Detailed mesoscopic and microscopic analyses of the two lower slope sites drilled in the Costa Rica subduction complex have revealed three distinct structural/hydrological regimes. The sedimentary prism records fluctuations in the maximum principal stress from vertical to near horizontal because of variations in the fluid pressure. Earlier structures, such as kink bands and vertical deformation bands, result primarily as accommodation structures in response to progressive burial. Superimposed on these structures are bedding-parallel deformation bands, interpreted as shear bands that formed by rotation of the principal stress and subsequent shear compaction. They display intensely aligned clay particles arising from porosity collapse, fabrics that result in a bulk decrease in permeability that do not focus fluids extensively.
The décollement zone is characterized by heterogeneous grain-size distribution, deformation style, and clay mineral fabric. Diffusive flow occurs in more silty zones, with more focused flow along brittle fracture surfaces. Experimental data confirm that permeability can vary along such fractures in response to fluid pressure. The bulk flow pattern along the décollement is interpreted here to represent prolonged periods of fluid pressure buildup interspersed with short-lived, transient episodes of enhanced fluid flow as fractures interconnect and allow dissipation of pressurized fluids. Both the hydrological and structural features point to shear failure under conditions of either reduced effective stress due to raised fluid pressure after consolidation or within regions where incipient cementation has provided enough internal strength to allow strain softening and localized slip to occur.

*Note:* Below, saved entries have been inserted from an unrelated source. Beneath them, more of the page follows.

impl Engine {
    pub fn new(config: EngineConfig) -> Self {
        let graph = shared_graph();
        let bus = EventBus::new();
        let registry = ExecutorRegistry::new();
        let scheduler = Scheduler::new(
            Arc::clone(&graph),
            registry.clone(),
            bus.clone(),
            config.scheduler.clone(),
        );
        Self {
            graph,
            bus,
            registry,
            scheduler,
            config,
        }
    }

    pub fn config(&self) -> &EngineConfig {
        &self.config
    }

    pub fn scheduler(&self) -> &Scheduler {
        &self.scheduler
    }

    pub fn bus(&self) -> &EventBus {
        &self.bus
    }

    /// Read-only view of the graph, as handed to executors.
    pub fn graph_view(&self) -> GraphView {
        GraphView::new(Arc::clone(&self.graph))
    }

    /// The shared graph handle, for wiring sweepers or sinks built
    /// outside the engine's convenience constructors.
    pub fn shared_graph(&self) -> SharedGraph {
        Arc::clone(&self.graph)
    }

    /// Insert a task. Validation failures surface synchronously.
    pub fn submit(&self, spec: TaskSpec) -> EngineResult<Uuid> {
        self.graph.write().expect("graph lock poisoned").insert(spec)
    }

    /// Register an executor, replacing any prior binding for its id.
    pub fn register_executor(&self, executor: impl Executor + 'static) {
        self.registry.register(executor);
    }

    /// Subscribe to lifecycle events.
    pub fn subscribe<F>(&self, handler: F)
    where
        F: Fn(&TaskEvent) + Send + Sync + 'static,
    {
        self.bus.subscribe(handler);
    }

    pub fn status(&self) -> StatusCounts {
        self.scheduler.status()
    }

    /// Look up a task.
    pub fn task(&self, id: Uuid) -> Option<Task> {
        self.graph.read().expect("graph lock poisoned").get(id).cloned()
    }

    /// Dependency-consistent linear order over all tasks.
    pub fn topological_order(&self) -> Vec<Uuid> {
        self.graph.read().expect("graph lock poisoned").topological_order()
    }

    /// Build a timeout manager over this engine's graph and bus.
    pub fn timeout_manager(
        &self,
        config: TimeoutConfig,
        dlq: Option<Arc<DeadLetterQueue>>,
    ) -> TimeoutManager {
        let mut manager = TimeoutManager::new(Arc::clone(&self.graph), self.bus.clone(), config);
        if let Some(dlq) = dlq {
            manager = manager.with_dlq(dlq);
        }
        manager
    }

    /// Build a guardian over this engine's graph and bus.
    pub fn guardian(&self, config: GuardianConfig) -> Guardian {
        Guardian::new(Arc::clone(&self.graph), self.bus.clone(), config)
    }

    /// Mirror lifecycle events into a state manager.
    ///
    /// Events are forwarded over a channel to a spawned applier task,
    /// so bus subscribers stay synchronous while snapshot persistence
    /// awaits the store. Must be called from within a runtime.
    pub fn attach_state_manager(&self, state: Arc<StateManager>) {
        let (tx, mut rx) = mpsc::unbounded_channel::<TaskEvent>();
        self.bus.subscribe(move |event| {
            let _ = tx.send(event.clone());
        });

        let view = self.graph_view();
        tokio::spawn(async move {
            while let Some(event) = rx.recv().await {
                Self::apply_to_state(&state, &view, &event).await;
            }
        });
    }

    async fn apply_to_state(state: &StateManager, view: &GraphView, event: &TaskEvent) {
        let task_id = event.task_id;
        match &event.kind {
            EventKind::Started => {
                if state.get(task_id).is_none() {
                    let name = view
                        .get(task_id)
                        .map(|t| t.name)
                        .unwrap_or_else(|| task_id.to_string());
                    state.create(task_id, &name, None).await;
                }
                state.mark_running(task_id).await;
            }
            EventKind::Completed => {
                let output = view.get(task_id).and_then(|t| t.result.map(|r| r.output));
                state.mark_completed(task_id, output).await;
            }
            EventKind::Failed { retry: false, .. } => {
                let error = view
                    .get(task_id)
                    .and_then(|t| t.error)
                    .unwrap_or_else(|| "task failed".to_owned());
                state.mark_failed(task_id, &error).await;
            }
            EventKind::Failed { retry: true, .. } => {
                let error = view.get(task_id).and_then(|t| t.error);
                state
                    .update(
                        task_id,
                        SnapshotPatch {
                            error,
                            ..SnapshotPatch::default()
                        },
                    )
                    .await;
            }
            EventKind::RetryScheduled => {
                state
                    .update(
                        task_id,
                        SnapshotPatch {
                            status: Some(TaskStatus::Pending),
                            ..SnapshotPatch::default()
                        },
                    )
                    .await;
            }
            EventKind::Blocked => {
                state
                    .update(
                        task_id,
                        SnapshotPatch {
                            status: Some(TaskStatus::Blocked),
                            ..SnapshotPatch::default()
                        },
                    )
                    .await;
            }
            EventKind::TimedOut { .. } | EventKind::Starved | EventKind::Stuck => {}
        }
    }

    /// Recover non-terminal snapshots after a restart.
    ///
    /// Every recoverable snapshot is run through
    /// [`StateManager::recover`], flipping interrupted RUNNING work
    /// back to PENDING with progress preserved. The recovered
    /// snapshots are returned so the caller can resubmit the
    /// corresponding task specs.
    pub async fn recover_from(&self, state: &StateManager) -> Vec<TaskSnapshot> {
        let mut recovered = Vec::new();
        for snapshot in state.recoverable().await {
            if let Some(snapshot) = state.recover(snapshot.task_id).await {
                tracing::info!(
                    task_id = %snapshot.task_id,
                    name = %snapshot.name,
                    progress = snapshot.progress,
                    "snapshot recovered for redispatch"
                );
                recovered.push(snapshot);
            }
        }
        recovered
    }

    /// Pick the executor for a task: its pinned executor when
    /// registered, otherwise round-robin over the registry.
    fn select_executor(&self, task: &Task) -> Result<String> {
        if let Some(preferred) = &task.requested_executor {
            if self.registry.get(preferred).is_some() {
                return Ok(preferred.clone());
            }
            tracing::warn!(
                task_name = %task.name,
                preferred = %preferred,
                "pinned executor not registered, falling back to round-robin"
            );
        }
        match self.registry.next_round_robin() {
            Some(executor) => Ok(executor.id().to_owned()),
            None => bail!("no executors registered"),
        }
    }

    /// Run the dispatch loop until every task is terminal or the token
    /// is cancelled.
    ///
    /// Ready tasks are spawned onto the runtime and report back over a
    /// channel; the loop parks on that channel when saturated and
    /// sleeps briefly when idle (retry timers may still be pending).
    pub async fn run(&self, cancel: CancellationToken) -> Result<EngineOutcome> {
        if self.registry.is_empty() {
            bail!("no executors registered");
        }

        let max_concurrent = self.config.scheduler.max_concurrent();
        let (tx, mut rx) = mpsc::channel::<ExecutionDone>(max_concurrent * 2);
        let mut in_flight: usize = 0;
        // Tasks spawned but not yet reported done; guards against
        // re-dispatching a task before its execution lands.
        let mut dispatched: HashSet<Uuid> = HashSet::new();

        loop {
            if cancel.is_cancelled() {
                tracing::info!(remaining = in_flight, "engine cancelled, draining in-flight tasks");
                let deadline = tokio::time::Instant::now() + DRAIN_TIMEOUT;
                while in_flight > 0 {
                    match tokio::time::timeout_at(deadline, rx.recv()).await {
                        Ok(Some(done)) => {
                            in_flight -= 1;
                            dispatched.remove(&done.task_id);
                            Self::log_done(&done);
                        }
                        _ => break,
                    }
                }
                if in_flight > 0 {
                    tracing::warn!(remaining = in_flight, "drain timeout expired");
                }
                self.scheduler.shutdown();
                return Ok(EngineOutcome::Interrupted);
            }

            // Drain completed executions without blocking.
            while let Ok(done) = rx.try_recv() {
                in_flight -= 1;
                dispatched.remove(&done.task_id);
                Self::log_done(&done);
            }

            // Termination check.
            if in_flight == 0 && self.scheduler.is_complete() {
                return Ok(self.final_outcome());
            }

            // Dispatch ready tasks. The scheduler's running set lags
            // behind freshly spawned executions, so cap by in-flight
            // count here as well.
            let capacity = max_concurrent.saturating_sub(in_flight);
            let ready: Vec<Task> = self
                .scheduler
                .ready()
                .into_iter()
                .filter(|t| !dispatched.contains(&t.id))
                .take(capacity)
                .collect();
            let spawned_any = !ready.is_empty();

            for task in ready {
                let executor_id = self.select_executor(&task)?;
                let scheduler = self.scheduler.clone();
                let tx = tx.clone();
                let task_id = task.id;
                let name = task.name.clone();

                dispatched.insert(task_id);
                in_flight += 1;

                tokio::spawn(async move {
                    let result = scheduler.execute_task(task_id, &executor_id).await;
                    let _ = tx
                        .send(ExecutionDone {
                            task_id,
                            name,
                            result,
                        })
                        .await;
                });
            }

            if in_flight >= max_concurrent || (in_flight > 0 && !spawned_any) {
                // Saturated, or waiting on stragglers: park until a
                // result or cancellation arrives.
                tokio::select! {
                    done = rx.recv() => {
                        if let Some(done) = done {
                            in_flight -= 1;
                            dispatched.remove(&done.task_id);
                            Self::log_done(&done);
                        }
                    }
                    _ = cancel.cancelled() => continue,
                }
            } else if !spawned_any {
                // Nothing runnable yet -- a retry timer or sweeper may
                // free work up. Brief sleep to avoid a busy loop.
                tokio::select! {
                    _ = tokio::time::sleep(IDLE_SLEEP) => {}
                    _ = cancel.cancelled() => continue,
                }
            }
        }
    }

    fn log_done(done: &ExecutionDone) {
        match &done.result {
            Ok(result) => {
                tracing::debug!(
                    task_id = %done.task_id,
                    task_name = %done.name,
                    duration_ms = result.duration_ms,
                    "execution finished"
                );
            }
            Err(e) => {
                tracing::debug!(
                    task_id = %done.task_id,
                    task_name = %done.name,
                    error = %e,
                    "execution failed, scheduler routed the outcome"
                );
            }
        }
    }

    /// Summarize a completed run from final task statuses.
    fn final_outcome(&self) -> EngineOutcome {
        let tasks = self.graph.read().expect("graph lock poisoned").all();
        let failed: Vec<String> = tasks
            .iter()
            .filter(|t| t.status == TaskStatus::Failed)
            .map(|t| t.name.clone())
            .collect();
        let blocked: Vec<String> = tasks
            .iter()
            .filter(|t| t.status == TaskStatus::Blocked)
            .map(|t| t.name.clone())
            .collect();

        if failed.is_empty() && blocked.is_empty() {
            EngineOutcome::Completed
        } else {
            EngineOutcome::Failed { failed, blocked }
        }
    }

    /// Release scheduler timers. Sweepers built from this engine are
    /// stopped by their own `stop()`.
    pub fn shutdown(&self) {
        self.scheduler.shutdown();
    }
}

The underthrust unit displays markedly different deformational style from both the prism and décollement, indicative of efficient decoupling between the two plates, as observed for other margins (e.g., Barbados; Housen et al., 1996). Comparison of physical properties profiles between the underthrust sections and the reference site show that much of the compactional thinning of individual units occurs through porosity loss alone. However, the presence of bedding-parallel deformation bands and normal faults suggests that strain has become localized in certain regions but are unlikely to affect dewatering processes.
The results have implications for other convergent margins that, while containing lithologically distinct sediments, exhibit similar patterns of focused flow and geochemical anomalies, for example, Barbados (Moore, Klaus, et al., 1998); Nankai (Taira, Hill, Firth, et al., 1991); and Cascadia (Westbrook, Carson, Musgrave, et al., 1994). Fault zones need not have intrinsically higher matrix permeabilities than surrounding sediment. Indeed, fracture-induced flow is more likely to occur in sediments that are extremely overconsolidated and hence more susceptible to brittle failure. The accompanying response may be a drop in fluid pressure, implying that overpressure is not a prerequisite for dilation and development of a fracture permeability.